Does implementing Consent Mode v2 replace my privacy policy obligations?
No. Consent Mode v2 is a technical integration with Google's tag ecosystem — it manages how consent signals are communicated to Google's products after the user has made a choice. It does not replace any of your broader GDPR accountability obligations: providing a transparent and accessible privacy policy, maintaining auditable consent logs, processing data subject access requests (DSARs), signing Data Processing Agreements with third-party vendors, conducting Data Protection Impact Assessments where required, or appointing a Data Protection Officer if applicable.
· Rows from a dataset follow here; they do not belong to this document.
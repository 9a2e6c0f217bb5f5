use log::kv::{self, Key, Value, Visitor};

use log::{Log, Metadata, Record, SetLoggerError};

use once_cell::sync::OnceCell;

use serde::{Deserialize, Serialize};

use serde_json::json;

use std::cell::RefCell;

use std::collections::HashMap;

// --- Thread-local tenant ID storage ---

thread_local! {

    static CURRENT_TENANT_ID: RefCell<Option<String>> = RefCell::new(None);

}

/// Sets the current tenant ID for the calling thread.

pub fn set_current_tenant_id(tenant_id: String) {
    CURRENT_TENANT_ID.with(|id_cell| {
        *id_cell.borrow_mut() = Some(tenant_id);
    });
}

/// Clears the current tenant ID for the calling thread.

pub fn clear_current_tenant_id() {
    CURRENT_TENANT_ID.with(|id_cell| {
        *id_cell.borrow_mut() = None;
    });
}

// --- Log Record Structure for JSON output ---

#[derive(Debug, Serialize, Deserialize)]

pub struct JsonLogRecord {
    pub timestamp: String,

    pub level: String,

    pub message: String,

    pub tenant_id: Option<String>,

    pub name: String,

    pub module_path: Option<String>,

    pub file: Option<String>,

    pub line: Option<u32>,

    #[serde(flatten)] // Flatten to include extra fields directly
    pub extra: HashMap<String, serde_json::Value>,
}

// --- Custom Logger Implementation ---

struct JsonLogger;

/// Helper to collect key-value pairs from `log::kv::Source`

struct KeyValueCollector<'a>(&'a mut HashMap<String, serde_json::Value>);

impl<'a> Visitor<'a> for KeyValueCollector<'a> {
    fn visit_pair(&mut self, key: Key<'a>, value: Value<'a>) -> Result<(), kv::Error> {
        self.0
            .insert(key.as_str().to_string(), json!(value.to_string()));

        Ok(())
    }
}

impl Log for JsonLogger {
    fn enabled(&self, metadata: &Metadata) -> bool {
        metadata.level() <= log::max_level()
    }

    fn log(&self, record: &Record) {
        if !self.enabled(record.metadata()) {
            return;
        }

        let tenant_id = CURRENT_TENANT_ID.with(|id_cell| id_cell.borrow().clone());

        let mut extra_fields = HashMap::new();

        let mut collector = KeyValueCollector(&mut extra_fields);

        if let Err(e) = record.key_values().visit(&mut collector) {
            eprintln!("Error visiting key-value pairs: {:?}", e);
        }

        let log_record = JsonLogRecord {
            timestamp: chrono::Utc::now().to_rfc3339(),

            level: record.level().to_string(),

            message: format!("{}", record.args()),

            tenant_id,

            name: record.target().to_string(),

            module_path: record.module_path().map(|s| s.to_string()),

            file: record.file().map(|s| s.to_string()),

            line: record.line(),

            extra: extra_fields,
        };

        println!(
            "{}",
            serde_json::to_string(&log_record).expect("Failed to serialize log record to JSON")
        );
    }

    fn flush(&self) {}
}

static LOGGER: JsonLogger = JsonLogger;

static INIT_LOGGER_ONCE: OnceCell<()> = OnceCell::new();

/// Initializes the custom JSON logger. This function should be called once at the start of the application.

pub fn init_logger() -> Result<(), SetLoggerError> {
    INIT_LOGGER_ONCE
        .get_or_try_init(|| {
            log::set_logger(&LOGGER)?;

            log::set_max_level(level_from_env());

            Ok(())
        })
        .map(|_| ())
}

fn level_from_env() -> log::LevelFilter {
    match std::env::var("LOG_LEVEL").as_deref() {
        Ok("trace") => log::LevelFilter::Trace,
        Ok("debug") => log::LevelFilter::Debug,
        Ok("warn") => log::LevelFilter::Warn,
        Ok("error") => log::LevelFilter::Error,
        _ => log::LevelFilter::Info,
    }
}

/// Logs a pipeline-level event.

pub fn log_pipeline_event(job_type: &str, event_type: &str, details: &serde_json::Value) {
    let details_str = details.to_string();

    log::info!(

        target: job_type,

        event_type = event_type,

        details = details_str.as_str();

        "Pipeline Event"

    );
}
Consent Mode is one technical component of a broader compliance approach — not a substitute for it.
How do I know if Google has detected my Consent Mode v2 signals?
There are three reliable ways to verify detection: (1) In GA4, go to Admin → Data Collection and Modification → Data Collection — the Consent Mode section will show 'Active' or 'Not detected'. (2) In Google Ads, account notifications will stop showing consent-related warnings once signals are being received and validated correctly. (3) Add ?gcm_debug=1 to a URL on your site and open the browser console — if you see consent signal output, Google's tag library is receiving your signals in real time. Allow 24–48 hours after initial implementation for GA4's Consent Mode status panel to update, as it reflects aggregated data rather than live signal detection.